Description of the task: Could you return the entire listing below exactly as written?

________________

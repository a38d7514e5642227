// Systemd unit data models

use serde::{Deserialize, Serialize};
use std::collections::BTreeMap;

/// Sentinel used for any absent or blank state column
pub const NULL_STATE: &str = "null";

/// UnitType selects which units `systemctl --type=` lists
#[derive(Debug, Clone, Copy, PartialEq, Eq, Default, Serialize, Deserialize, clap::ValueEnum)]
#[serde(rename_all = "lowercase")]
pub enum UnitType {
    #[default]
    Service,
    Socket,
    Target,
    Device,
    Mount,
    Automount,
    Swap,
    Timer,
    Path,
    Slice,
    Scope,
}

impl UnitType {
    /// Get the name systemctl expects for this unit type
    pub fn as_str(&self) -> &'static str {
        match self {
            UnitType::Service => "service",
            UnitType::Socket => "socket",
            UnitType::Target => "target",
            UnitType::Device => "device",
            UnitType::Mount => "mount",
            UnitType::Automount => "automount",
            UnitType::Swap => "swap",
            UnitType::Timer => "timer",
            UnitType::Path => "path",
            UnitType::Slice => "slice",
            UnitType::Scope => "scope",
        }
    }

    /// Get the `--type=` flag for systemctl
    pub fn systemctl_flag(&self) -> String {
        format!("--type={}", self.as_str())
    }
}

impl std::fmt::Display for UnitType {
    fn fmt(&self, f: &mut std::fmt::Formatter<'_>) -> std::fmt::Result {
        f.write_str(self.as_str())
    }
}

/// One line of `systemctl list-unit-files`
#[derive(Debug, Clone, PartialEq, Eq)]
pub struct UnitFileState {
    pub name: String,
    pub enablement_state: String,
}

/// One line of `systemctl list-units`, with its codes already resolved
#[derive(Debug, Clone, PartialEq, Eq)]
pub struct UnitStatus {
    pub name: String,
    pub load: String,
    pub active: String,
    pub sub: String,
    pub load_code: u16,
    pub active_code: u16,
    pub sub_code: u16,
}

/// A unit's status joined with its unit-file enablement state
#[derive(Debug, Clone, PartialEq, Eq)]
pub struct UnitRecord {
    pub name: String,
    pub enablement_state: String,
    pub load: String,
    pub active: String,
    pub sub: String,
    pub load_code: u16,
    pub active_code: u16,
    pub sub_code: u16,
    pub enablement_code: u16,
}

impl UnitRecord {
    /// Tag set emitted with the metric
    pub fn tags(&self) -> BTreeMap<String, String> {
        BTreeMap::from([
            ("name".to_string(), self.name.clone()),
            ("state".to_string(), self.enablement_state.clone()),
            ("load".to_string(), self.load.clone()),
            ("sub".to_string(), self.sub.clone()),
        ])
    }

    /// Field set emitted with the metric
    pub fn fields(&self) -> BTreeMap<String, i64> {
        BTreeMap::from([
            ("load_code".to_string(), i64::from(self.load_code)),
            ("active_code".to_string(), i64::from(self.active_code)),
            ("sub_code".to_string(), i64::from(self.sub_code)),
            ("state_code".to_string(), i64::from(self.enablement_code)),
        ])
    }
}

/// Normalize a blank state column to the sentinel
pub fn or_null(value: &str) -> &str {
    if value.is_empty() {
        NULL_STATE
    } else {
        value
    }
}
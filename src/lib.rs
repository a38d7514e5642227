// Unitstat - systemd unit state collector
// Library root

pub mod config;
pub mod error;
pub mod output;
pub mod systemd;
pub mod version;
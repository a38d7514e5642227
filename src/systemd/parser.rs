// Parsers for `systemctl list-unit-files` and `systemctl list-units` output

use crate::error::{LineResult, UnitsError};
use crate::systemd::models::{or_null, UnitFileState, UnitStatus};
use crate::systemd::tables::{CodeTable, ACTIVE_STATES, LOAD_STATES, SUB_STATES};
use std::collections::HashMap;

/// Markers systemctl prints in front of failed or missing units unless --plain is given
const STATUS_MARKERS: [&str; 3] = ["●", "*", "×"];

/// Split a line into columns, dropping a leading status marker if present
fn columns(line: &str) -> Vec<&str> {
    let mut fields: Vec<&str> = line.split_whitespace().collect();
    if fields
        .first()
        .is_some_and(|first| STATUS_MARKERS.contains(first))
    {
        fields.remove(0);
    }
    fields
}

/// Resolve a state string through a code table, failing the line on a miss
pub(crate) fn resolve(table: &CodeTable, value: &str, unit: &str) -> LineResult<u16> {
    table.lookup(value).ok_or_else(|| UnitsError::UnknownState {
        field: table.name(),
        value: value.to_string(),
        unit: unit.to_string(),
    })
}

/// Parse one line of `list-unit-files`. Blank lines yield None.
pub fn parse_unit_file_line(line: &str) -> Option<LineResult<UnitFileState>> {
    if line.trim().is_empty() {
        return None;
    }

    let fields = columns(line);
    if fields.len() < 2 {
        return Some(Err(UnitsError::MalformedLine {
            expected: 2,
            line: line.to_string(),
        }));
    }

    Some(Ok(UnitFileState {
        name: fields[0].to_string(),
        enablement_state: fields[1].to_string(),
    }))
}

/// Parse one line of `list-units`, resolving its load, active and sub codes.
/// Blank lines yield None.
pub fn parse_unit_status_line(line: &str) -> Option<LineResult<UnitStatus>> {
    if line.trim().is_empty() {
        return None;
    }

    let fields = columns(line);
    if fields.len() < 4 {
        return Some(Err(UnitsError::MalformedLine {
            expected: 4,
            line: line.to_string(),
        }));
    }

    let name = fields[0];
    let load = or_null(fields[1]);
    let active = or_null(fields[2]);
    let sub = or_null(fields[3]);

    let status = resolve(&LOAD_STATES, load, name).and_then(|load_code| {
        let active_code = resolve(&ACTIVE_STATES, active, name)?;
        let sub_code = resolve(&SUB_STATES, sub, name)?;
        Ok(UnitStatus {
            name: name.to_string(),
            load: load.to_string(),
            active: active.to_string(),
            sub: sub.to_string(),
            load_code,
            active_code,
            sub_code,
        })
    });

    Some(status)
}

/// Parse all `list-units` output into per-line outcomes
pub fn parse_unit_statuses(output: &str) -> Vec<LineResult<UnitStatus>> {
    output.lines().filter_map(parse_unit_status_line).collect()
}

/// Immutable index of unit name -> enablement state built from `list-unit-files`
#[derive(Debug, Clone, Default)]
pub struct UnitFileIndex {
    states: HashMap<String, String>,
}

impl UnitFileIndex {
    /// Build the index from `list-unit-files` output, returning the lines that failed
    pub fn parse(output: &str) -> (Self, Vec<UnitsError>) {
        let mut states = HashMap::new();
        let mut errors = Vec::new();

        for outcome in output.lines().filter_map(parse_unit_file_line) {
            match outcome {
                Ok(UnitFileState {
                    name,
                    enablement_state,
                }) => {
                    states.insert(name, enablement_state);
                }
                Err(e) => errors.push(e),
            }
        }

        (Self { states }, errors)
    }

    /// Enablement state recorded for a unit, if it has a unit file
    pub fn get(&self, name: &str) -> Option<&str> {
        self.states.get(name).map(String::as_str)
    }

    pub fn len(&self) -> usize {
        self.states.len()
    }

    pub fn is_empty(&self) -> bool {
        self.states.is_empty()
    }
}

________________

Response area:
repository a38d7514e5642227
// Systemd unit data models

use serde::{Deserialize, Serialize};
use std::collections::BTreeMap;

/// Sentinel used for any absent or blank state column
pub const NULL_STATE: &str = "null";

/// UnitType selects which units `systemctl --type=` lists
#[derive(Debug, Clone, Copy, PartialEq, Eq, Default, Serialize, Deserialize, clap::ValueEnum)]
#[serde(rename_all = "lowercase")]
pub enum UnitType {
    #[default]
    Service,
    Socket,
    Target,
    Device,
    Mount,
    Automount,
    Swap,
    Timer,
    Path,
    Slice,
    Scope,
}

impl UnitType {
    /// Get the name systemctl expects for this unit type
    pub fn as_str(&self) -> &'static str {
        match self {
            UnitType::Service => "service",
            UnitType::Socket => "socket",
            UnitType::Target => "target",
            UnitType::Device => "device",
            UnitType::Mount => "mount",
            UnitType::Automount => "automount",
            UnitType::Swap => "swap",
            UnitType::Timer => "timer",
            UnitType::Path => "path",
            UnitType::Slice => "slice",
            UnitType::Scope => "scope",
        }
    }

    /// Get the `--type=` flag for systemctl
    pub fn systemctl_flag(&self) -> String {
        format!("--type={}", self.as_str())
    }
}

impl std::fmt::Display for UnitType {
    fn fmt(&self, f: &mut std::fmt::Formatter<'_>) -> std::fmt::Result {
        f.write_str(self.as_str())
    }
}

/// One line of `systemctl list-unit-files`
#[derive(Debug, Clone, PartialEq, Eq)]
pub struct UnitFileState {
    pub name: String,
    pub enablement_state: String,
}

/// One line of `systemctl list-units`, with its codes already resolved
#[derive(Debug, Clone, PartialEq, Eq)]
pub struct UnitStatus {
    pub name: String,
    pub load: String,
    pub active: String,
    pub sub: String,
    pub load_code: u16,
    pub active_code: u16,
    pub sub_code: u16,
}

/// A unit's status joined with its unit-file enablement state
#[derive(Debug, Clone, PartialEq, Eq)]
pub struct UnitRecord {
    pub name: String,
    pub enablement_state: String,
    pub load: String,
    pub active: String,
    pub sub: String,
    pub load_code: u16,
    pub active_code: u16,
    pub sub_code: u16,
    pub enablement_code: u16,
}

impl UnitRecord {
    /// Tag set emitted with the metric
    pub fn tags(&self) -> BTreeMap<String, String> {
        BTreeMap::from([
            ("name".to_string(), self.name.clone()),
            ("state".to_string(), self.enablement_state.clone()),
            ("load".to_string(), self.load.clone()),
            ("sub".to_string(), self.sub.clone()),
        ])
    }

    /// Field set emitted with the metric
    pub fn fields(&self) -> BTreeMap<String, i64> {
        BTreeMap::from([
            ("load_code".to_string(), i64::from(self.load_code)),
            ("active_code".to_string(), i64::from(self.active_code)),
            ("sub_code".to_string(), i64::from(self.sub_code)),
            ("state_code".to_string(), i64::from(self.enablement_code)),
        ])
    }
}

/// Normalize a blank state column to the sentinel
pub fn or_null(value: &str) -> &str {
    if value.is_empty() {
        NULL_STATE
    } else {
        value
    }
}
filename src/lib.rs
repository a38d7514e5642227
// Unitstat - systemd unit state collector
// Library root

pub mod config;
pub mod error;
pub mod output;
pub mod systemd;
pub mod version;
repository a38d7514e5642227
filename src/systemd/parser.rs
// Parsers for `systemctl list-unit-files` and `systemctl list-units` output

use crate::error::{LineResult, UnitsError};
use crate::systemd::models::{or_null, UnitFileState, UnitStatus};
use crate::systemd::tables::{CodeTable, ACTIVE_STATES, LOAD_STATES, SUB_STATES};
use std::collections::HashMap;

/// Markers systemctl prints in front of failed or missing units unless --plain is given
const STATUS_MARKERS: [&str; 3] = ["●", "*", "×"];

/// Split a line into columns, dropping a leading status marker if present
fn columns(line: &str) -> Vec<&str> {
    let mut fields: Vec<&str> = line.split_whitespace().collect();
    if fields
        .first()
        .is_some_and(|first| STATUS_MARKERS.contains(first))
    {
        fields.remove(0);
    }
    fields
}

/// Resolve a state string through a code table, failing the line on a miss
pub(crate) fn resolve(table: &CodeTable, value: &str, unit: &str) -> LineResult<u16> {
    table.lookup(value).ok_or_else(|| UnitsError::UnknownState {
        field: table.name(),
        value: value.to_string(),
        unit: unit.to_string(),
    })
}

/// Parse one line of `list-unit-files`. Blank lines yield None.
pub fn parse_unit_file_line(line: &str) -> Option<LineResult<UnitFileState>> {
    if line.trim().is_empty() {
        return None;
    }

    let fields = columns(line);
    if fields.len() < 2 {
        return Some(Err(UnitsError::MalformedLine {
            expected: 2,
            line: line.to_string(),
        }));
    }

    Some(Ok(UnitFileState {
        name: fields[0].to_string(),
        enablement_state: fields[1].to_string(),
    }))
}

/// Parse one line of `list-units`, resolving its load, active and sub codes.
/// Blank lines yield None.
pub fn parse_unit_status_line(line: &str) -> Option<LineResult<UnitStatus>> {
    if line.trim().is_empty() {
        return None;
    }

    let fields = columns(line);
    if fields.len() < 4 {
        return Some(Err(UnitsError::MalformedLine {
            expected: 4,
            line: line.to_string(),
        }));
    }

    let name = fields[0];
    let load = or_null(fields[1]);
    let active = or_null(fields[2]);
    let sub = or_null(fields[3]);

    let status = resolve(&LOAD_STATES, load, name).and_then(|load_code| {
        let active_code = resolve(&ACTIVE_STATES, active, name)?;
        let sub_code = resolve(&SUB_STATES, sub, name)?;
        Ok(UnitStatus {
            name: name.to_string(),
            load: load.to_string(),
            active: active.to_string(),
            sub: sub.to_string(),
            load_code,
            active_code,
            sub_code,
        })
    });

    Some(status)
}

/// Parse all `list-units` output into per-line outcomes
pub fn parse_unit_statuses(output: &str) -> Vec<LineResult<UnitStatus>> {
    output.lines().filter_map(parse_unit_status_line).collect()
}

/// Immutable index of unit name -> enablement state built from `list-unit-files`
#[derive(Debug, Clone, Default)]
pub struct UnitFileIndex {
    states: HashMap<String, String>,
}

impl UnitFileIndex {
    /// Build the index from `list-unit-files` output, returning the lines that failed
    pub fn parse(output: &str) -> (Self, Vec<UnitsError>) {
        let mut states = HashMap::new();
        let mut errors = Vec::new();

        for outcome in output.lines().filter_map(parse_unit_file_line) {
            match outcome {
                Ok(UnitFileState {
                    name,
                    enablement_state,
                }) => {
                    states.insert(name, enablement_state);
                }
                Err(e) => errors.push(e),
            }
        }

        (Self { states }, errors)
    }

    /// Enablement state recorded for a unit, if it has a unit file
    pub fn get(&self, name: &str) -> Option<&str> {
        self.states.get(name).map(String::as_str)
    }

    pub fn len(&self) -> usize {
        self.states.len()
    }

    pub fn is_empty(&self) -> bool {
        self.states.is_empty()
    }
}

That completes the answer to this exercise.